- [PROBLEM DESCRIPTION] A complete copy of the entries, exactly as written, is the expected result.

*** EXERCISE DATA ***

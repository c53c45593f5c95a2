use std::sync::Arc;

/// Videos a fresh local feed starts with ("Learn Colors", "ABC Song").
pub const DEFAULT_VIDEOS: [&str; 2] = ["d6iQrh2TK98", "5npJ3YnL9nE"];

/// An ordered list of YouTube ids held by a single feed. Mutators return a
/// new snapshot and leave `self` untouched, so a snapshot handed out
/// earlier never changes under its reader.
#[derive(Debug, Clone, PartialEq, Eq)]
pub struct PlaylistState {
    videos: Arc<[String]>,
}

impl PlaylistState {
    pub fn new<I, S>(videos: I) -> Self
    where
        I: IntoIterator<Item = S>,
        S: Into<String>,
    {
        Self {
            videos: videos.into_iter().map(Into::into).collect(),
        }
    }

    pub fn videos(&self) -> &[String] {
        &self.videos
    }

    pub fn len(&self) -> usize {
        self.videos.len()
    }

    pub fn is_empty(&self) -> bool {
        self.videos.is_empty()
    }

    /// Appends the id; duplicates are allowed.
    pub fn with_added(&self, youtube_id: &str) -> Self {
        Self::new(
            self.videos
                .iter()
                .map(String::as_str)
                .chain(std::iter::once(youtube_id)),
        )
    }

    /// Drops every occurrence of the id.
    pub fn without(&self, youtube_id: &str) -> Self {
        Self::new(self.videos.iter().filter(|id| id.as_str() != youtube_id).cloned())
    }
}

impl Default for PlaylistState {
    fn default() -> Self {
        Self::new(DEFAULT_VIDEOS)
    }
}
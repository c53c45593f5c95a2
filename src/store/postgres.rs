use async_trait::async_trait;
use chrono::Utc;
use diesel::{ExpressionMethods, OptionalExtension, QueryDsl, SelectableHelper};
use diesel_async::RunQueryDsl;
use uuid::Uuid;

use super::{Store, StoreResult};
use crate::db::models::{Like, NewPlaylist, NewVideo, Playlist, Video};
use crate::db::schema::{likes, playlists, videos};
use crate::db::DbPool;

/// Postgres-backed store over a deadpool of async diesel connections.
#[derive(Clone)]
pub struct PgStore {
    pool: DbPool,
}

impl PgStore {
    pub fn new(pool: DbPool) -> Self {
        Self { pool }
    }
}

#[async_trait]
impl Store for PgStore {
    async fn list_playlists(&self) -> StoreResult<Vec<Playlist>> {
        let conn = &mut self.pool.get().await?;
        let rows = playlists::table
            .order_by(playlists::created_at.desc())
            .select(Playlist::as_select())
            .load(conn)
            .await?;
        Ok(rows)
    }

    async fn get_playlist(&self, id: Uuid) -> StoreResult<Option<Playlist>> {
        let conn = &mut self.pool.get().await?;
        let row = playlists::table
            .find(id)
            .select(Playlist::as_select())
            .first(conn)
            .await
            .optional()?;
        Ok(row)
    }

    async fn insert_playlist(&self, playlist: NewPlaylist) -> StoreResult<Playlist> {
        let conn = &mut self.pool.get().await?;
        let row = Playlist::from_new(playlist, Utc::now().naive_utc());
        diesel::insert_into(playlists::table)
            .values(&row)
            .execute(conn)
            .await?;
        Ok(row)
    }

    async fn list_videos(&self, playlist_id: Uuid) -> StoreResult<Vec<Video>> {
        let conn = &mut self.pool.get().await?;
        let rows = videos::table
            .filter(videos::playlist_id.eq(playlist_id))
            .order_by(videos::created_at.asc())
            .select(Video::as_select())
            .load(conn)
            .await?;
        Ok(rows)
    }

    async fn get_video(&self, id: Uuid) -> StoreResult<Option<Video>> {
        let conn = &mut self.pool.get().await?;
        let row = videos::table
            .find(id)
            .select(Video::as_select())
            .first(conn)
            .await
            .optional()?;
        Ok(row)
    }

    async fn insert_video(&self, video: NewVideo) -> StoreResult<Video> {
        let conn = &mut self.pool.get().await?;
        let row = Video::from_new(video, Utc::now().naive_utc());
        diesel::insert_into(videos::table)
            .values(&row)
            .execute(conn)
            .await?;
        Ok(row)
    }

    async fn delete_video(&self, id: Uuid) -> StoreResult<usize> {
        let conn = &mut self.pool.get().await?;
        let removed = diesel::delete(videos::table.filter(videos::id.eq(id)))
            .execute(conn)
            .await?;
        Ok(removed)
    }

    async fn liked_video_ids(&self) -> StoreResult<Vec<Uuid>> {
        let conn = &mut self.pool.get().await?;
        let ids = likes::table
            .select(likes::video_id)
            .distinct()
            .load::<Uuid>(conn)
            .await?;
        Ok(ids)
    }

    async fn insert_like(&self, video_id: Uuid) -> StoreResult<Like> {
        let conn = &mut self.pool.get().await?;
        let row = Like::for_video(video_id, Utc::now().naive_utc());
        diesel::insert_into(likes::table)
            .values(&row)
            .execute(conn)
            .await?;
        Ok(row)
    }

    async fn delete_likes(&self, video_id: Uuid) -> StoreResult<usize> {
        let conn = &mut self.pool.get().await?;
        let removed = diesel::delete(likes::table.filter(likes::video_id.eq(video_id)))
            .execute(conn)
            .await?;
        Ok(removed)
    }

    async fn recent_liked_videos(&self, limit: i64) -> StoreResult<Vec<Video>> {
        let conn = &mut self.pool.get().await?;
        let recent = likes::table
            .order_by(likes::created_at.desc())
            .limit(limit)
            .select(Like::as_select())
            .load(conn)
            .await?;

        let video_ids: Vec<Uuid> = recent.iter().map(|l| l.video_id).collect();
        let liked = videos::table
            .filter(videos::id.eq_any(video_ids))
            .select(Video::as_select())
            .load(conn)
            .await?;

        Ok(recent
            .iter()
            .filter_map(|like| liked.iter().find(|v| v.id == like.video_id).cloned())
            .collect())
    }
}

*** End of EXERCISE DATA ***

- [EXERCISE ANSWER]
repository c53c45593f5c95a2
use std::sync::Arc;

/// Videos a fresh local feed starts with ("Learn Colors", "ABC Song").
pub const DEFAULT_VIDEOS: [&str; 2] = ["d6iQrh2TK98", "5npJ3YnL9nE"];

/// An ordered list of YouTube ids held by a single feed. Mutators return a
/// new snapshot and leave `self` untouched, so a snapshot handed out
/// earlier never changes under its reader.
#[derive(Debug, Clone, PartialEq, Eq)]
pub struct PlaylistState {
    videos: Arc<[String]>,
}

impl PlaylistState {
    pub fn new<I, S>(videos: I) -> Self
    where
        I: IntoIterator<Item = S>,
        S: Into<String>,
    {
        Self {
            videos: videos.into_iter().map(Into::into).collect(),
        }
    }

    pub fn videos(&self) -> &[String] {
        &self.videos
    }

    pub fn len(&self) -> usize {
        self.videos.len()
    }

    pub fn is_empty(&self) -> bool {
        self.videos.is_empty()
    }

    /// Appends the id; duplicates are allowed.
    pub fn with_added(&self, youtube_id: &str) -> Self {
        Self::new(
            self.videos
                .iter()
                .map(String::as_str)
                .chain(std::iter::once(youtube_id)),
        )
    }

    /// Drops every occurrence of the id.
    pub fn without(&self, youtube_id: &str) -> Self {
        Self::new(self.videos.iter().filter(|id| id.as_str() != youtube_id).cloned())
    }
}

impl Default for PlaylistState {
    fn default() -> Self {
        Self::new(DEFAULT_VIDEOS)
    }
}
repository c53c45593f5c95a2
filename src/store/postgres.rs
use async_trait::async_trait;
use chrono::Utc;
use diesel::{ExpressionMethods, OptionalExtension, QueryDsl, SelectableHelper};
use diesel_async::RunQueryDsl;
use uuid::Uuid;

use super::{Store, StoreResult};
use crate::db::models::{Like, NewPlaylist, NewVideo, Playlist, Video};
use crate::db::schema::{likes, playlists, videos};
use crate::db::DbPool;

/// Postgres-backed store over a deadpool of async diesel connections.
#[derive(Clone)]
pub struct PgStore {
    pool: DbPool,
}

impl PgStore {
    pub fn new(pool: DbPool) -> Self {
        Self { pool }
    }
}

#[async_trait]
impl Store for PgStore {
    async fn list_playlists(&self) -> StoreResult<Vec<Playlist>> {
        let conn = &mut self.pool.get().await?;
        let rows = playlists::table
            .order_by(playlists::created_at.desc())
            .select(Playlist::as_select())
            .load(conn)
            .await?;
        Ok(rows)
    }

    async fn get_playlist(&self, id: Uuid) -> StoreResult<Option<Playlist>> {
        let conn = &mut self.pool.get().await?;
        let row = playlists::table
            .find(id)
            .select(Playlist::as_select())
            .first(conn)
            .await
            .optional()?;
        Ok(row)
    }

    async fn insert_playlist(&self, playlist: NewPlaylist) -> StoreResult<Playlist> {
        let conn = &mut self.pool.get().await?;
        let row = Playlist::from_new(playlist, Utc::now().naive_utc());
        diesel::insert_into(playlists::table)
            .values(&row)
            .execute(conn)
            .await?;
        Ok(row)
    }

    async fn list_videos(&self, playlist_id: Uuid) -> StoreResult<Vec<Video>> {
        let conn = &mut self.pool.get().await?;
        let rows = videos::table
            .filter(videos::playlist_id.eq(playlist_id))
            .order_by(videos::created_at.asc())
            .select(Video::as_select())
            .load(conn)
            .await?;
        Ok(rows)
    }

    async fn get_video(&self, id: Uuid) -> StoreResult<Option<Video>> {
        let conn = &mut self.pool.get().await?;
        let row = videos::table
            .find(id)
            .select(Video::as_select())
            .first(conn)
            .await
            .optional()?;
        Ok(row)
    }

    async fn insert_video(&self, video: NewVideo) -> StoreResult<Video> {
        let conn = &mut self.pool.get().await?;
        let row = Video::from_new(video, Utc::now().naive_utc());
        diesel::insert_into(videos::table)
            .values(&row)
            .execute(conn)
            .await?;
        Ok(row)
    }

    async fn delete_video(&self, id: Uuid) -> StoreResult<usize> {
        let conn = &mut self.pool.get().await?;
        let removed = diesel::delete(videos::table.filter(videos::id.eq(id)))
            .execute(conn)
            .await?;
        Ok(removed)
    }

    async fn liked_video_ids(&self) -> StoreResult<Vec<Uuid>> {
        let conn = &mut self.pool.get().await?;
        let ids = likes::table
            .select(likes::video_id)
            .distinct()
            .load::<Uuid>(conn)
            .await?;
        Ok(ids)
    }

    async fn insert_like(&self, video_id: Uuid) -> StoreResult<Like> {
        let conn = &mut self.pool.get().await?;
        let row = Like::for_video(video_id, Utc::now().naive_utc());
        diesel::insert_into(likes::table)
            .values(&row)
            .execute(conn)
            .await?;
        Ok(row)
    }

    async fn delete_likes(&self, video_id: Uuid) -> StoreResult<usize> {
        let conn = &mut self.pool.get().await?;
        let removed = diesel::delete(likes::table.filter(likes::video_id.eq(video_id)))
            .execute(conn)
            .await?;
        Ok(removed)
    }

    async fn recent_liked_videos(&self, limit: i64) -> StoreResult<Vec<Video>> {
        let conn = &mut self.pool.get().await?;
        let recent = likes::table
            .order_by(likes::created_at.desc())
            .limit(limit)
            .select(Like::as_select())
            .load(conn)
            .await?;

        let video_ids: Vec<Uuid> = recent.iter().map(|l| l.video_id).collect();
        let liked = videos::table
            .filter(videos::id.eq_any(video_ids))
            .select(Video::as_select())
            .load(conn)
            .await?;

        Ok(recent
            .iter()
            .filter_map(|like| liked.iter().find(|v| v.id == like.video_id).cloned())
            .collect())
    }
}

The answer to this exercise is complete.